Premier zaskoczony decyzją Trybunału

Premier zaskoczony decyzją Trybunału

Dodano:   /  Zmieniono: 
Premier Jarosław Kaczyński powiedział, że nie ukrywa zaskoczenia decyzją Trybunału Konstytucyjnego, który uznał tzw. amnestię maturalną za sprzeczną z konstytucją.
Wcześniej, przed wydaniem orzeczenia TK, premier zapowiedział, że nie będzie skłonny do "żadnych reakcji" wobec autora amnestii wicepremiera Romana Giertycha.

"Póki nie przeczytam uzasadnienia, nie będę się do tego ustosunkowywał. Ale nie ukrywam pewnego zaskoczenia tą decyzją" - powiedział premier dziennikarzom po ogłoszeniu decyzji TK.

Wcześniej premier był pytany, czy - jeśli orzeczenie będzie niekorzystne dla Giertycha - wyciągnie wobec wicepremiera jakieś konsekwencje. "Do żadnych reakcji nie jestem skłonny, bo rezerwuję sobie własną ocenę orzeczeń TK" - powiedział szef rządu. "Bywały orzeczenia w wysokim stopniu kontrowersyjne" - dodał.

Jak wyjaśnił, "nie bardzo rozumie, na jakiej podstawie można by (w przypadku amnestii maturalnej-PAP) odwoływać się do przepisów konstytucji".

"Przecież sytuacja była taka: na ten rok, który się zaczął, zostały ustalone pewne nowe, łagodniejsze kryteria zdawania matury. Pewna grupa osób w trakcie egzaminów zeszłorocznych te kryteria wypełniła, ale nie wypełniła kryteriów ostrzejszych, tych (wtedy) obowiązujących, w związku z tym nie otrzymała matury. Minister Giertych w sposób, o którym na pewno można dyskutować, uznał antycypacyjnie że to, co i tak należałoby im się w tym roku, należy im przyznać w roku przeszłym" - mówił premier.
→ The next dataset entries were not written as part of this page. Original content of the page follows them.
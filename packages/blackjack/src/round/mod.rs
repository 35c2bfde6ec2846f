use rand::Rng;
use serde::{Deserialize, Serialize};

use crate::card::Card;
use crate::deck::Deck;
use crate::error::GameError;
use crate::settlement::{self, Settlement};
use crate::table::{Chips, Dealer, Player, Roster};


/// The two actions a participant can take during their turn.
#[derive(Debug, Clone, Copy, PartialEq, Eq, Serialize, Deserialize)]
pub enum Action {
    Hit,
    Stand,
}

/// Per-participant turn state. `Standing` and `Busted` are terminal for
/// the round; a total of exactly 21 stays `AwaitingAction` (it is only
/// flagged for display, never auto-stood).
#[derive(Debug, Clone, Copy, PartialEq, Eq, Serialize, Deserialize)]
pub enum TurnState {
    AwaitingAction,
    Standing,
    Busted,
}

impl Default for TurnState {
    fn default() -> Self {
        TurnState::AwaitingAction
    }
}

/// Everything on the table: the deck, the dealer, the player roster and
/// the pot of placed bets. Drives one round at a time; the client owns
/// all prompting and presentation.
#[derive(Debug, Clone, Serialize, Deserialize, PartialEq, Eq)]
pub struct Table {
    pub deck: Deck,
    pub dealer: Dealer,
    pub roster: Roster,
    /// Sum of placed, unsettled bets.
    pub pot: Chips,
    pub rounds_played: u32,
}

impl Table {
    pub fn new(players: Vec<Player>, dealer_chips: Chips, rng: &mut impl Rng) -> Self {
        let mut deck = Deck::standard();
        deck.shuffle(rng);
        Self {
            deck,
            dealer: Dealer::new(dealer_chips),
            roster: Roster::new(players),
            pot: 0,
            rounds_played: 0,
        }
    }

    pub fn players_in_game(&self) -> usize {
        self.roster.active_count()
    }

    /// Start a new round. Swaps in a fresh shuffled deck when the old one
    /// cannot cover 5 cards per participant; returns true when it did.
    pub fn begin_round(&mut self, rng: &mut impl Rng) -> bool {
        self.rounds_played += 1;
        if self.deck.needs_replacement(self.players_in_game()) {
            self.deck = Deck::standard();
            self.deck.shuffle(rng);
            true
        } else {
            false
        }
    }

    pub fn player(&self, seat: usize) -> Result<&Player, GameError> {
        self.roster.players.get(seat).ok_or(GameError::NoSuchSeat(seat))
    }

    fn player_mut(&mut self, seat: usize) -> Result<&mut Player, GameError> {
        self.roster
            .players
            .get_mut(seat)
            .ok_or(GameError::NoSuchSeat(seat))
    }

    /// Place a validated bet for one seat and add it to the pot.
    pub fn place_bet(&mut self, seat: usize, amount: Chips) -> Result<(), GameError> {
        self.player_mut(seat)?.place_bet(amount)?;
        self.pot += amount;
        Ok(())
    }

    /// Opening deal: first card to every player, one card to the dealer,
    /// then the second card to every player.
    pub fn deal_opening(&mut self) -> Result<(), GameError> {
        for seat in 0..self.roster.players.len() {
            let card = self.deck.draw()?;
            self.roster.players[seat].hand.add_card(card);
        }
        let card = self.deck.draw()?;
        self.dealer.hand.add_card(card);
        for seat in 0..self.roster.players.len() {
            let card = self.deck.draw()?;
            self.roster.players[seat].hand.add_card(card);
        }
        Ok(())
    }

    /// One hit for the given seat. Going over 21 busts the hand and marks
    /// the player lost for the round; 21 stays playable. A finished hand
    /// cannot hit again.
    pub fn player_hit(&mut self, seat: usize) -> Result<Card, GameError> {
        if self.player(seat)?.turn != TurnState::AwaitingAction {
            return Err(GameError::HandOver);
        }
        let card = self.deck.draw()?;
        let player = self.player_mut(seat)?;
        player.hand.add_card(card);
        if player.hand.value() > 21 {
            player.turn = TurnState::Busted;
            player.lost = true;
        }
        Ok(card)
    }

    /// Stand: terminal for the round. Returns the final total.
    pub fn player_stand(&mut self, seat: usize) -> Result<u8, GameError> {
        if self.player(seat)?.turn != TurnState::AwaitingAction {
            return Err(GameError::HandOver);
        }
        let player = self.player_mut(seat)?;
        player.turn = TurnState::Standing;
        Ok(player.hand.value())
    }

    /// The dealer's automatic turn: hit while the total is 17 or less,
    /// stand strictly above 17. When every player already busted the
    /// dealer stands without drawing; there is nothing left to beat.
    pub fn dealer_turn(&mut self) -> Result<Vec<Card>, GameError> {
        if self.roster.all_players_lost() {
            return Ok(Vec::new());
        }
        let mut drawn = Vec::new();
        while self.dealer.hand.value() <= 17 {
            let card = self.deck.draw()?;
            self.dealer.hand.add_card(card);
            drawn.push(card);
        }
        self.dealer.lost = self.dealer.hand.value() > 21;
        Ok(drawn)
    }

    /// Settle all bets for the round.
    pub fn settle(&mut self) -> Settlement {
        settlement::settle(&mut self.dealer, &mut self.roster, &mut self.pot)
    }

    /// Remove players left with no chips; returns their names.
    pub fn sweep_broke(&mut self) -> Vec<String> {
        self.roster.sweep_broke()
    }

    /// Clear hands, bets and per-round flags for the next round.
    pub fn reset_round(&mut self) {
        self.roster.reset_for_new_round();
        self.dealer.reset_for_new_round();
    }

    /// All chips on the table, wherever they currently sit. Constant
    /// across bet placement and settlement.
    pub fn total_chips(&self) -> Chips {
        let players: Chips = self.roster.players.iter().map(|p| p.chips).sum();
        let broke: Chips = self.roster.broke.iter().map(|p| p.chips).sum();
        self.dealer.chips + players + broke + self.pot
    }
}
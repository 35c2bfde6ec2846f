use serde::{Deserialize, Serialize};

use crate::table::{Chips, Dealer, Roster};

#[cfg(test)]
mod tests;

#[derive(Debug, Clone, Copy, PartialEq, Eq, Serialize, Deserialize)]
pub enum PlayerOutcome {
    Win,
    Lose,
    Push,
}

/// One player's line in the round report.
#[derive(Debug, Clone, PartialEq, Eq, Serialize, Deserialize)]
pub struct PlayerResult {
    pub name: String,
    pub total: u8,
    pub bet: Chips,
    pub outcome: PlayerOutcome,
}

/// Outcome of a settled round, for presentation.
#[derive(Debug, Clone, PartialEq, Eq, Serialize, Deserialize)]
pub struct Settlement {
    pub dealer_total: u8,
    pub dealer_busted: bool,
    /// Dealer and every player busted: all bets were refunded.
    pub everyone_lost: bool,
    pub results: Vec<PlayerResult>,
}

/// Reconcile all bets between the dealer and the players.
///
/// Exactly one branch applies per round:
/// - every player busted and the dealer too: each bet is refunded;
/// - every player busted, dealer stood at 21 or less: the pot is the
///   dealer's;
/// - dealer busted with at least one survivor: every survivor wins 1:1,
///   no comparison of totals is made;
/// - nobody busted: each survivor's total is compared to the dealer's,
///   lower loses the bet, higher wins 1:1, equal pushes.
///
/// Bets forfeited by busted players stay in the pot until the final sweep
/// to the dealer, which always leaves the pot at zero. Total chips across
/// dealer, players and pot are the same before and after.
pub fn settle(dealer: &mut Dealer, roster: &mut Roster, pot: &mut Chips) -> Settlement {
    let dealer_total = dealer.hand.value();
    let dealer_busted = dealer_total > 21;
    let everyone_lost = roster.all_players_lost() && dealer_busted;

    let mut outcomes = Vec::with_capacity(roster.players.len());

    if roster.all_players_lost() {
        if dealer_busted {
            dealer.lost = true;
            for player in &mut roster.players {
                player.bet_returned();
                *pot -= player.bet;
                outcomes.push(PlayerOutcome::Push);
            }
        } else {
            dealer.bet_won(*pot);
            *pot = 0;
            outcomes.resize(roster.players.len(), PlayerOutcome::Lose);
        }
    } else if dealer_busted {
        dealer.lost = true;
        for player in &mut roster.players {
            if player.lost {
                // Forfeited bet stays in the pot for the final sweep.
                outcomes.push(PlayerOutcome::Lose);
            } else {
                player.bet_won();
                dealer.bet_lost(player.bet);
                *pot -= player.bet;
                outcomes.push(PlayerOutcome::Win);
            }
        }
    } else {
        for player in &mut roster.players {
            if player.lost {
                outcomes.push(PlayerOutcome::Lose);
                continue;
            }
            let total = player.hand.value();
            if total < dealer_total {
                player.lost = true;
                dealer.bet_won(player.bet);
                *pot -= player.bet;
                outcomes.push(PlayerOutcome::Lose);
            } else if total > dealer_total {
                player.bet_won();
                dealer.bet_lost(player.bet);
                *pot -= player.bet;
                outcomes.push(PlayerOutcome::Win);
            } else {
                player.bet_returned();
                *pot -= player.bet;
                outcomes.push(PlayerOutcome::Push);
            }
        }
    }

    // Any bets still sitting in the pot belong to the dealer.
    dealer.bet_won(*pot);
    *pot = 0;

    let results = roster
        .players
        .iter()
        .zip(outcomes)
        .map(|(player, outcome)| PlayerResult {
            name: player.name.clone(),
            total: player.hand.value(),
            bet: player.bet,
            outcome,
        })
        .collect();

    Settlement {
        dealer_total,
        dealer_busted,
        everyone_lost,
        results,
    }
}
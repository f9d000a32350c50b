// SPDX-License-Identifier: Apache-2.0 OR MIT
// Copyright (c) 2025-2026 naskel.com

//! Master arbitration.
//!
//! Only one client of a DCSS may move hardware at a time. The coordinator
//! grants or revokes that right with `stog_become_master` and
//! `stog_become_slave`, which the receive loop records in the connection's
//! master flag. A DHS peer is always master of its own hardware.

use std::time::Instant;

use crate::connection::{Connection, Role, WAIT_STEP};
use crate::error::{Error, Result};

/// Number of condvar steps the auto-take path waits for the grant.
pub const MASTER_WAIT_STEPS: u32 = 50;

impl Connection {
    /// Whether this client currently holds master.
    pub fn is_master(&self) -> bool {
        match self.role() {
            Role::Dhs => true,
            Role::Dcss => self.lock().is_master,
        }
    }

    /// Ask the coordinator for master (`want`) or give it up.
    ///
    /// Local state changes only when the coordinator answers.
    pub fn take_master(&self, want: bool) -> Result<()> {
        if self.role() == Role::Dhs {
            return Ok(());
        }
        if want {
            self.send("gtos_become_master force")
        } else {
            self.send("gtos_become_slave")
        }
    }

    /// Fail unless this client may send a device-mutating command.
    ///
    /// With auto-take enabled the client requests master and waits for the
    /// grant. Otherwise nothing is sent.
    pub fn check_for_master(&self) -> Result<()> {
        if self.is_master() {
            return Ok(());
        }

        if !self.auto_take_master() {
            return Err(Error::NotValidForCurrentState(format!(
                "Your client is not currently master for Blu-Ice server '{}'.",
                self.name()
            )));
        }

        self.take_master(true)?;

        let deadline = Instant::now() + WAIT_STEP * MASTER_WAIT_STEPS;
        let mut state = self.lock();
        while !state.is_master {
            let now = Instant::now();
            if now >= deadline {
                return Err(Error::TimedOut(format!(
                    "Timed out waiting to become master of Blu-Ice server '{}'.",
                    self.name()
                )));
            }
            self.wait_changed(&mut state, (deadline - now).min(WAIT_STEP));
        }
        log::info!("[master] client is now master of '{}'", self.name());
        Ok(())
    }
}
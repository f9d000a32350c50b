// SPDX-License-Identifier: Apache-2.0 OR MIT
// Copyright (c) 2025-2026 naskel.com

//! Connection state shared by the receive thread and application threads.
//!
//! Two locks, never nested:
//! - the send lock, inside [`Transport`], serializes outbound frames
//! - the registry lock ([`Connection::lock`]) guards device entries and the
//!   connection scalars (master flag, client number, operation counter)
//!
//! Every mutation made through [`Connection::update`] wakes threads blocked in
//! [`Connection::wait_for_initialization`] or in the master wait.

use std::time::{Duration, Instant};

use parking_lot::{Condvar, Mutex, MutexGuard};

use crate::error::{Error, Result};
use crate::registry::{DeviceHandle, DeviceKind, ForeignDevice, Registry};
use crate::transport::Transport;

/// Longest single condvar wait inside the blocking calls.
pub(crate) const WAIT_STEP: Duration = Duration::from_millis(100);

/// Which side of the link this process plays.
#[derive(Debug, Clone, Copy, PartialEq, Eq)]
pub enum Role {
    /// We are a client of the DCSS coordinator.
    Dcss,
    /// We serve a DHS hardware peer.
    Dhs,
}

impl Role {
    /// Prefix of the verbs this side sends.
    pub fn outbound_prefix(self) -> &'static str {
        match self {
            Self::Dcss => "gtos",
            Self::Dhs => "stoh",
        }
    }

    pub(crate) fn tag(self) -> &'static str {
        match self {
            Self::Dcss => "dcss",
            Self::Dhs => "dhs",
        }
    }
}

/// Everything guarded by the registry lock.
#[derive(Debug, Default)]
pub struct SharedState {
    pub registry: Registry,
    pub is_master: bool,
    pub is_authenticated: bool,
    /// Client number assigned by the coordinator at login.
    pub client_number: u64,
    /// Counter for operations this process starts.
    pub operation_counter: u64,
    /// A hardware peer socket is attached (DHS side).
    pub peer_attached: bool,
    pub closed: bool,
}

/// One Blu-Ice link.
pub struct Connection {
    name: String,
    role: Role,
    transport: Transport,
    shared: Mutex<SharedState>,
    changed: Condvar,
    auto_take_master: bool,
}

impl Connection {
    pub fn new(
        name: impl Into<String>,
        role: Role,
        receive_buffer_length: usize,
        auto_take_master: bool,
    ) -> Self {
        let name = name.into();
        Self {
            transport: Transport::new(name.clone(), receive_buffer_length),
            name,
            role,
            shared: Mutex::new(SharedState::default()),
            changed: Condvar::new(),
            auto_take_master,
        }
    }

    pub fn name(&self) -> &str {
        &self.name
    }

    pub fn role(&self) -> Role {
        self.role
    }

    pub fn transport(&self) -> &Transport {
        &self.transport
    }

    pub fn auto_take_master(&self) -> bool {
        self.auto_take_master
    }

    /// Take the registry lock for a read-then-use sequence.
    pub fn lock(&self) -> MutexGuard<'_, SharedState> {
        self.shared.lock()
    }

    /// Mutate shared state under the registry lock and wake all waiters.
    pub fn update<R>(&self, f: impl FnOnce(&mut SharedState) -> R) -> R {
        let result = {
            let mut state = self.shared.lock();
            f(&mut state)
        };
        self.changed.notify_all();
        result
    }

    /// Block on the change condvar for at most `timeout`.
    pub(crate) fn wait_changed(&self, state: &mut MutexGuard<'_, SharedState>, timeout: Duration) {
        let _ = self.changed.wait_for(state, timeout);
    }

    /// Send one message over the transport. Does not touch the registry.
    pub fn send(&self, text: &str) -> Result<()> {
        self.transport.send(text, &[])
    }

    pub fn is_authenticated(&self) -> bool {
        self.shared.lock().is_authenticated
    }

    pub fn client_number(&self) -> u64 {
        self.shared.lock().client_number
    }

    /// Create-or-find with the caller already holding the registry lock.
    pub fn setup_locked(
        &self,
        state: &mut SharedState,
        kind: DeviceKind,
        name: &str,
    ) -> Result<DeviceHandle> {
        if self.role == Role::Dcss && !state.is_authenticated {
            return Err(Error::PermissionDenied(format!(
                "Cannot access Blu-Ice device '{}', since we have not yet \
                 successfully authenticated with Blu-Ice server '{}'.",
                name, self.name
            )));
        }
        state.registry.setup_or_find(kind, name)
    }

    /// Return the entry named `name`, creating it if absent.
    pub fn setup_or_find(&self, kind: DeviceKind, name: &str) -> Result<DeviceHandle> {
        self.update(|state| self.setup_locked(state, kind, name))
    }

    /// Look an entry up without creating it. Not-found is a quiet error.
    pub fn find(&self, kind: DeviceKind, name: &str) -> Result<DeviceHandle> {
        self.shared
            .lock()
            .registry
            .find(kind, name)
            .ok_or_else(|| self.not_found(kind, name))
    }

    pub(crate) fn not_found(&self, kind: DeviceKind, name: &str) -> Error {
        Error::NotFound(format!(
            "Blu-Ice {} '{}' was not found for Blu-Ice server '{}'",
            kind, name, self.name
        ))
    }

    /// Block until `name` exists as an initialized entry of kind `expected`.
    ///
    /// The registry lock is released while waiting. Fails with `TimedOut`
    /// after `timeout` and with `TypeMismatch` if the name shows up under
    /// another kind.
    pub fn wait_for_initialization(
        &self,
        name: &str,
        expected: DeviceKind,
        timeout: Duration,
    ) -> Result<DeviceHandle> {
        // A timeout too large to add means wait forever.
        let deadline = Instant::now().checked_add(timeout);
        let mut state = self.shared.lock();
        loop {
            if let Some(handle) = state.registry.lookup_initialized(name, expected)? {
                return Ok(handle);
            }
            let Some(deadline) = deadline else {
                self.wait_changed(&mut state, WAIT_STEP);
                continue;
            };
            let now = Instant::now();
            if now >= deadline {
                return Err(Error::TimedOut(format!(
                    "Timed out after waiting {:.3} seconds for Blu-Ice server '{}' \
                     to configure {} '{}'",
                    timeout.as_secs_f64(),
                    self.name,
                    expected,
                    name
                )));
            }
            self.wait_changed(&mut state, (deadline - now).min(WAIT_STEP));
        }
    }

    /// Copy something out of an entry under the registry lock.
    pub fn with_device<R>(
        &self,
        handle: DeviceHandle,
        f: impl FnOnce(&ForeignDevice) -> R,
    ) -> Result<R> {
        let state = self.shared.lock();
        Ok(f(state.registry.entry(handle)?))
    }

    /// Mutate an entry under the registry lock.
    pub fn with_device_mut<R>(
        &self,
        handle: DeviceHandle,
        f: impl FnOnce(&mut ForeignDevice) -> R,
    ) -> Result<R> {
        self.update(|state| Ok(f(state.registry.entry_mut(handle)?)))
    }
}

impl std::fmt::Debug for Connection {
    fn fmt(&self, f: &mut std::fmt::Formatter<'_>) -> std::fmt::Result {
        f.debug_struct("Connection")
            .field("name", &self.name)
            .field("role", &self.role)
            .field("transport", &self.transport)
            .finish()
    }
}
"I gdzie tu jest naruszenie konstytucji?" - pytał szef rządu.

Według J.Kaczyńskiego, w Polsce istnieje tendencja zwracania się ze wszystkim od razu do TK. "To jest taki niedobry sposób uprawiania polityki, wywodzący się z pewnych sytuacji, które sięgają poprzedniego ustroju. Wtedy to można powiedzieć było uzasadnione, dzisiaj nie" - zaznaczył premier.